## WHAT IS REQUIRED
From the material below, copy every line in which the word "unwrap" occurs.

## DATA RECORDS
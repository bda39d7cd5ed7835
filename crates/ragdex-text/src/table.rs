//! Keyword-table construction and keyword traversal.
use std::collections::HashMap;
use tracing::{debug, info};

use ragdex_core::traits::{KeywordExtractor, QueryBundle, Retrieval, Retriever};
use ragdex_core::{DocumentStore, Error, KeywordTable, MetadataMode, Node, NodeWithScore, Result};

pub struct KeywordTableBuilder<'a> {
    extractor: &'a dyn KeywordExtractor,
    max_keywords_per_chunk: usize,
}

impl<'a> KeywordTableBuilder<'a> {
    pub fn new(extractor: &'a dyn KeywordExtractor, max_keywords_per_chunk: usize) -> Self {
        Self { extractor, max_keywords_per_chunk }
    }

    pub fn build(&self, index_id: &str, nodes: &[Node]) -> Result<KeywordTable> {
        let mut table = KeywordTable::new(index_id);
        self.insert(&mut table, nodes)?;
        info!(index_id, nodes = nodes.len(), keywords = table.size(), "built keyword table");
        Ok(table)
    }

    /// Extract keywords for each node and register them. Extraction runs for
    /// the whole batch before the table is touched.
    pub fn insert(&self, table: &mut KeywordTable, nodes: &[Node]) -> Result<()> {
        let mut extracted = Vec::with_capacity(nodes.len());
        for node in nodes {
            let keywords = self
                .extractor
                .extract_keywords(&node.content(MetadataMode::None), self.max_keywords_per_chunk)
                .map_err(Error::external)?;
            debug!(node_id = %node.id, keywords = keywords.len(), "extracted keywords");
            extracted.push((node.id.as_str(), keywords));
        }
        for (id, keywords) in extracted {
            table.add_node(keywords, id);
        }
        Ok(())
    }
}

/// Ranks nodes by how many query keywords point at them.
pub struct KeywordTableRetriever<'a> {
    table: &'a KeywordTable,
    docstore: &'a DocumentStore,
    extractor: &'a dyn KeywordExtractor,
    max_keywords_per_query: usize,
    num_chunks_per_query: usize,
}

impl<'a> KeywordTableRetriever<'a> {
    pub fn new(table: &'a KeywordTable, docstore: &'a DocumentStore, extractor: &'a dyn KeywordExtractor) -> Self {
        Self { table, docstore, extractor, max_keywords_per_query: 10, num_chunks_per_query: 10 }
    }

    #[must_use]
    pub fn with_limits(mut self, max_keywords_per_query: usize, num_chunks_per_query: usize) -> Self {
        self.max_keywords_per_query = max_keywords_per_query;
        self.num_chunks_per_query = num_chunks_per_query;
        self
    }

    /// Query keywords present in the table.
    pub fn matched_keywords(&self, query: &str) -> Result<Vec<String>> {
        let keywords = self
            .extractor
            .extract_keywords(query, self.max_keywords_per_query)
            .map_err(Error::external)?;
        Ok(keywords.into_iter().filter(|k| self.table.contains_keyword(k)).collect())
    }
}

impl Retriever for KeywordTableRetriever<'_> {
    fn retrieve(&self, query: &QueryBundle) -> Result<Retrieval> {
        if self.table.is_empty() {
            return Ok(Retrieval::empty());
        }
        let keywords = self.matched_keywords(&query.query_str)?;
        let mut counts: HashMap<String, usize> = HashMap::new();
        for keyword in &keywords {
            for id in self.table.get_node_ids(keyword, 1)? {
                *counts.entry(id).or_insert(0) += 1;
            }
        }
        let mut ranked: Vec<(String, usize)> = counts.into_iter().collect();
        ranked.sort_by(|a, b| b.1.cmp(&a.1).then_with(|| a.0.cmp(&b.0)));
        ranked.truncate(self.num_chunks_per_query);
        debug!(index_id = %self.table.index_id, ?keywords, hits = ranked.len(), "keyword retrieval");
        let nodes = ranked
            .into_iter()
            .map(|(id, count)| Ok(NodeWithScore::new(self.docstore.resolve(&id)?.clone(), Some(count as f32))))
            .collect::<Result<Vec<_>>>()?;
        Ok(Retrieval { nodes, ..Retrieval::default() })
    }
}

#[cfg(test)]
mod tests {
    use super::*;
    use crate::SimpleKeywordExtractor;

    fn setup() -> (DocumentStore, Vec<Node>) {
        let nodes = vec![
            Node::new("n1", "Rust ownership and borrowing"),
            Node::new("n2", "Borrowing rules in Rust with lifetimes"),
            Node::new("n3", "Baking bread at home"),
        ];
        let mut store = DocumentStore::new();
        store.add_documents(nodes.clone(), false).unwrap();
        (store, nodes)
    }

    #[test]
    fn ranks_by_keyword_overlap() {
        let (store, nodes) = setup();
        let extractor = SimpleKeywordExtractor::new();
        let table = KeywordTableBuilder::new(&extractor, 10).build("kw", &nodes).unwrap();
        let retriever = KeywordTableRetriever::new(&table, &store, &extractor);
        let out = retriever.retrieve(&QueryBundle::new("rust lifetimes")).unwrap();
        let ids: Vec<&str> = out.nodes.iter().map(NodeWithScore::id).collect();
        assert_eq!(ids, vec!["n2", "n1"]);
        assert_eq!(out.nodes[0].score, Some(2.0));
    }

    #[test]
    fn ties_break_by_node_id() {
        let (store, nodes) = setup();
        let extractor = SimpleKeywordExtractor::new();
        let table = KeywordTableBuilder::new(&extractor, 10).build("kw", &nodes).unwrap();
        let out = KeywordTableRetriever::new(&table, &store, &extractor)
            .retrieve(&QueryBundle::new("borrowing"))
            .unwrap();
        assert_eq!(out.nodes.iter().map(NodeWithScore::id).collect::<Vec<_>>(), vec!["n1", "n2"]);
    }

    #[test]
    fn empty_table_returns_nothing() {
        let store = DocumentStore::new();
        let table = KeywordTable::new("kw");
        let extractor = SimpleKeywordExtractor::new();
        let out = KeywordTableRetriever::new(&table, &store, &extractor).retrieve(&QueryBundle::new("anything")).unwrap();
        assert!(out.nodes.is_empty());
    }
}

## ANSWER FOR THE TASK
        store.add_documents(nodes.clone(), false).unwrap();
        let table = KeywordTableBuilder::new(&extractor, 10).build("kw", &nodes).unwrap();
        let out = retriever.retrieve(&QueryBundle::new("rust lifetimes")).unwrap();
        let table = KeywordTableBuilder::new(&extractor, 10).build("kw", &nodes).unwrap();
            .unwrap();
        let out = KeywordTableRetriever::new(&table, &store, &extractor).retrieve(&QueryBundle::new("anything")).unwrap();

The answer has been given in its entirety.